On July 4, 1776, the second Continental Congress unanimously approved the declaration, which severed the American colonies’ ties with the British Crown. The United States was born.
To commemorate the nation’s 250th birthday, we asked a group of Central Floridians to write brief letters to America’s Founding Fathers, updating them on how the U.S.A. has progressed – and letting them know what still needs to be accomplished.
Among our group are elected representatives for local, state and federal government as well as a college student and an immigrant business owner.
Here’s what they wanted to tell the Founding Fathers:
Pursuit of a ‘more perfect union’ matters
Orlando native Buddy Dyer is the city’s longest-serving mayor, first elected to the office in 2003. He previously served in the Florida Senate. Here is his letter:
I write to you not only as the Mayor, but as a representative of a city (and larger Central Florida community) that did not exist in your time – yet is a place that serves as a testament to both the promise and complexity of the nation you imagined.
You envisioned a country where ordinary people could shape their own destiny. If you were to visit Orlando today you would find a place built on that very ideal, a community that’s made great not by inherited power, but by imagination, entrepreneurship, and the belief that people can come together to create something remarkable. What was once a modest settlement surrounded by lakes and orange groves has become a global crossroads, welcoming millions of visitors each year and serving as home to people from every state and nearly every nation.
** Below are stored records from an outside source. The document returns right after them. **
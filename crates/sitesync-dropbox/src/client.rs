//! Dropbox API v2 client
//!
//! Dropbox has three request styles:
//!
//! - RPC: JSON body in, JSON body out (`api.dropboxapi.com`)
//! - Content upload: arguments in the `Dropbox-API-Arg` header, raw bytes
//!   in the body, JSON out (`content.dropboxapi.com`)
//! - Content download: arguments in `Dropbox-API-Arg`, raw bytes out
//!
//! Route errors come back as HTTP 409 with an `error_summary` such as
//! `path/not_found/..`.
//!
//! ## Dropbox API References
//!
//! - [HTTP documentation](https://www.dropbox.com/developers/documentation/http/documentation)
//! - [Team files guide](https://developers.dropbox.com/dbx-team-files-guide)

use reqwest::{Client, RequestBuilder, Response};
use serde::de::DeserializeOwned;
use serde::{Deserialize, Serialize};
use serde_json::{json, Value};
use tracing::debug;

use crate::DropboxError;

/// Base URL for RPC endpoints
pub const API_BASE_URL: &str = "https://api.dropboxapi.com/2";

/// Base URL for content upload and download endpoints
pub const CONTENT_BASE_URL: &str = "https://content.dropboxapi.com/2";

/// Page size for team listings
const TEAM_PAGE_SIZE: u32 = 100;

// ============================================================================
// API types
// ============================================================================

#[derive(Debug, Deserialize)]
struct MemberList {
    members: Vec<MemberInfo>,
    cursor: Option<String>,
    #[serde(default)]
    has_more: bool,
}

#[derive(Debug, Deserialize)]
struct MemberInfo {
    profile: MemberProfile,
}

#[derive(Debug, Deserialize)]
struct MemberProfile {
    team_member_id: String,
    name: MemberName,
}

#[derive(Debug, Deserialize)]
struct MemberName {
    display_name: String,
}

/// A team member, `(display name, team member id)`
#[derive(Debug, Clone, PartialEq, Eq)]
pub struct TeamMember {
    pub display_name: String,
    pub team_member_id: String,
}

#[derive(Debug, Deserialize)]
struct TeamFolderList {
    team_folders: Vec<TeamFolder>,
    cursor: Option<String>,
    #[serde(default)]
    has_more: bool,
}

/// A team folder; its id is the namespace id used as path root
#[derive(Debug, Clone, Deserialize)]
pub struct TeamFolder {
    pub team_folder_id: String,
    pub name: String,
}

/// Entry of a folder listing
#[derive(Debug, Clone, Deserialize)]
pub struct Metadata {
    #[serde(rename = ".tag")]
    pub tag: String,
    pub name: String,
    pub path_display: Option<String>,
    pub size: Option<u64>,
}

impl Metadata {
    pub fn is_folder(&self) -> bool {
        self.tag == "folder"
    }
}

#[derive(Debug, Deserialize)]
struct ListFolderResult {
    entries: Vec<Metadata>,
    cursor: String,
    #[serde(default)]
    has_more: bool,
}

#[derive(Debug, Deserialize)]
struct UploadSessionStart {
    session_id: String,
}

#[derive(Debug, Deserialize)]
struct RouteError {
    #[serde(default)]
    error_summary: String,
}

/// Conflict behavior of a committed upload
#[derive(Debug, Clone, Copy, PartialEq, Eq, Serialize)]
#[serde(rename_all = "lowercase")]
pub enum WriteMode {
    Add,
    Overwrite,
}

impl WriteMode {
    pub fn from_overwrite(overwrite: bool) -> Self {
        if overwrite {
            WriteMode::Overwrite
        } else {
            WriteMode::Add
        }
    }
}

/// Position inside an upload session
#[derive(Debug, Clone, Serialize)]
pub struct SessionCursor {
    pub session_id: String,
    pub offset: u64,
}

/// Dropbox addresses the namespace root as `""`, not `/`
pub fn api_path(path: &str) -> String {
    let trimmed = path.trim_end_matches('/');
    if trimmed.is_empty() {
        String::new()
    } else if trimmed.starts_with('/') {
        trimmed.to_string()
    } else {
        format!("/{}", trimmed)
    }
}

/// Serializes `value` for an HTTP header, escaping every non-ASCII char
pub fn header_safe_json(value: &Value) -> String {
    let raw = value.to_string();
    let mut out = String::with_capacity(raw.len());
    for c in raw.chars() {
        if c.is_ascii() {
            out.push(c);
        } else {
            let mut units = [0u16; 2];
            for unit in c.encode_utf16(&mut units) {
                out.push_str(&format!("\\u{:04x}", unit));
            }
        }
    }
    out
}

/// Converts an error response into [`DropboxError::Api`]
async fn check(response: Response) -> Result<Response, DropboxError> {
    let status = response.status();
    if status.is_success() {
        return Ok(response);
    }
    let body = response.text().await.unwrap_or_default();
    let summary = serde_json::from_str::<RouteError>(&body)
        .map(|e| e.error_summary)
        .ok()
        .filter(|s| !s.is_empty())
        .unwrap_or_else(|| body.trim().to_string());
    Err(DropboxError::Api {
        status: status.as_u16(),
        summary,
    })
}

// ============================================================================
// DropboxClient
// ============================================================================

/// HTTP client for Dropbox API calls
///
/// Team calls (`team/...`) use the bare token. User calls additionally send
/// the selected member and the path root once they are set with
/// [`DropboxClient::as_member`].
#[derive(Debug, Clone)]
pub struct DropboxClient {
    client: Client,
    token: String,
    api_base: String,
    content_base: String,
    member_id: Option<String>,
    namespace_id: Option<String>,
}

impl DropboxClient {
    pub fn new(token: impl Into<String>) -> Self {
        Self::with_base_urls(token, API_BASE_URL, CONTENT_BASE_URL)
    }

    /// Creates a client with custom base URLs (useful for testing)
    pub fn with_base_urls(
        token: impl Into<String>,
        api_base: impl Into<String>,
        content_base: impl Into<String>,
    ) -> Self {
        Self {
            client: Client::new(),
            token: token.into(),
            api_base: api_base.into(),
            content_base: content_base.into(),
            member_id: None,
            namespace_id: None,
        }
    }

    /// Acts as `member_id` inside the team folder namespace `namespace_id`
    pub fn as_member(mut self, member_id: impl Into<String>, namespace_id: impl Into<String>) -> Self {
        self.member_id = Some(member_id.into());
        self.namespace_id = Some(namespace_id.into());
        self
    }

    pub fn member_id(&self) -> Option<&str> {
        self.member_id.as_deref()
    }

    fn post(&self, url: String) -> RequestBuilder {
        let mut builder = self.client.post(url).bearer_auth(&self.token);
        if let Some(member) = &self.member_id {
            builder = builder.header("Dropbox-API-Select-User", member);
        }
        if let Some(namespace) = &self.namespace_id {
            let root = json!({".tag": "namespace_id", "namespace_id": namespace});
            builder = builder.header("Dropbox-API-Path-Root", root.to_string());
        }
        builder
    }

    /// Calls an RPC route with a JSON argument
    pub async fn rpc<T: DeserializeOwned>(&self, route: &str, arg: &Value) -> Result<T, DropboxError> {
        debug!(route, "Dropbox RPC");
        let response = self
            .post(format!("{}/{}", self.api_base, route))
            .json(arg)
            .send()
            .await?;
        Ok(check(response).await?.json().await?)
    }

    /// Calls a content upload route
    pub async fn upload<T: DeserializeOwned>(
        &self,
        route: &str,
        arg: &Value,
        data: Vec<u8>,
    ) -> Result<T, DropboxError> {
        debug!(route, bytes = data.len(), "Dropbox content upload");
        let response = self
            .post(format!("{}/{}", self.content_base, route))
            .header("Dropbox-API-Arg", header_safe_json(arg))
            .header(reqwest::header::CONTENT_TYPE, "application/octet-stream")
            .body(data)
            .send()
            .await?;
        Ok(check(response).await?.json().await?)
    }

    // ------------------------------------------------------------------------
    // Team
    // ------------------------------------------------------------------------

    /// All members of the team, following cursors
    pub async fn team_members(&self) -> Result<Vec<TeamMember>, DropboxError> {
        let mut members = Vec::new();
        let mut page: MemberList = self
            .rpc("team/members/list_v2", &json!({ "limit": TEAM_PAGE_SIZE }))
            .await?;
        loop {
            members.extend(page.members.into_iter().map(|m| TeamMember {
                display_name: m.profile.name.display_name,
                team_member_id: m.profile.team_member_id,
            }));
            match (page.has_more, page.cursor) {
                (true, Some(cursor)) => {
                    page = self
                        .rpc("team/members/list/continue_v2", &json!({ "cursor": cursor }))
                        .await?;
                }
                _ => break,
            }
        }
        Ok(members)
    }

    /// All team folders, following cursors
    pub async fn team_folders(&self) -> Result<Vec<TeamFolder>, DropboxError> {
        let mut folders = Vec::new();
        let mut page: TeamFolderList = self
            .rpc("team/team_folder/list", &json!({ "limit": TEAM_PAGE_SIZE }))
            .await?;
        loop {
            folders.extend(page.team_folders);
            match (page.has_more, page.cursor) {
                (true, Some(cursor)) => {
                    page = self
                        .rpc("team/team_folder/list/continue", &json!({ "cursor": cursor }))
                        .await?;
                }
                _ => break,
            }
        }
        Ok(folders)
    }

    // ------------------------------------------------------------------------
    // Files
    // ------------------------------------------------------------------------

    /// Direct children of `path`, following cursors
    pub async fn list_folder(&self, path: &str) -> Result<Vec<Metadata>, DropboxError> {
        let mut entries = Vec::new();
        let mut page: ListFolderResult = self
            .rpc("files/list_folder", &json!({ "path": api_path(path) }))
            .await?;
        loop {
            entries.extend(page.entries);
            if !page.has_more {
                break;
            }
            page = self
                .rpc("files/list_folder/continue", &json!({ "cursor": page.cursor }))
                .await?;
        }
        Ok(entries)
    }

    pub async fn create_folder(&self, path: &str) -> Result<(), DropboxError> {
        let _: Value = self
            .rpc(
                "files/create_folder_v2",
                &json!({ "path": api_path(path), "autorename": false }),
            )
            .await?;
        Ok(())
    }

    /// Deletes a file or a folder with everything below it
    pub async fn delete(&self, path: &str) -> Result<(), DropboxError> {
        let _: Value = self
            .rpc("files/delete_v2", &json!({ "path": api_path(path) }))
            .await?;
        Ok(())
    }

    /// Uploads `data` to `path` in one request
    pub async fn upload_whole(&self, path: &str, data: Vec<u8>, mode: WriteMode) -> Result<(), DropboxError> {
        let arg = json!({ "path": api_path(path), "mode": mode, "autorename": false, "mute": true });
        let _: Value = self.upload("files/upload", &arg, data).await?;
        Ok(())
    }

    /// Opens an upload session with the first chunk
    pub async fn session_start(&self, data: Vec<u8>) -> Result<SessionCursor, DropboxError> {
        let offset = data.len() as u64;
        let started: UploadSessionStart = self
            .upload("files/upload_session/start", &json!({ "close": false }), data)
            .await?;
        Ok(SessionCursor {
            session_id: started.session_id,
            offset,
        })
    }

    /// Appends a chunk at `cursor.offset`
    pub async fn session_append(&self, cursor: &SessionCursor, data: Vec<u8>) -> Result<(), DropboxError> {
        let arg = json!({ "cursor": cursor, "close": false });
        let response = self
            .post(format!("{}/files/upload_session/append_v2", self.content_base))
            .header("Dropbox-API-Arg", header_safe_json(&arg))
            .header(reqwest::header::CONTENT_TYPE, "application/octet-stream")
            .body(data)
            .send()
            .await?;
        // append_v2 answers with an empty body
        check(response).await?;
        Ok(())
    }

    /// Sends the last chunk and commits the file to `path`
    pub async fn session_finish(
        &self,
        cursor: &SessionCursor,
        data: Vec<u8>,
        path: &str,
        mode: WriteMode,
    ) -> Result<(), DropboxError> {
        let arg = json!({
            "cursor": cursor,
            "commit": { "path": api_path(path), "mode": mode, "autorename": false, "mute": true },
        });
        let _: Value = self.upload("files/upload_session/finish", &arg, data).await?;
        Ok(())
    }

    /// Starts a download of `path`; the body is read by the caller
    pub async fn download(&self, path: &str) -> Result<Response, DropboxError> {
        let arg = json!({ "path": api_path(path) });
        let response = self
            .post(format!("{}/files/download", self.content_base))
            .header("Dropbox-API-Arg", header_safe_json(&arg))
            .send()
            .await?;
        check(response).await
    }
}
We are a city powered by dreamers. Our economy is built on hospitality, technology, healthcare, education, aerospace, simulation, and increasingly, innovation. We are home to people who arrived seeking opportunity and to families who have called this region home for generations.
We are living proof that communities can reinvent themselves while remaining grounded in shared values. We are living proof that prosperity depends not only on economic growth but on ensuring that opportunity reaches every neighborhood. And, we are living proof that diversity is not a weakness to be managed but a strength to be embraced.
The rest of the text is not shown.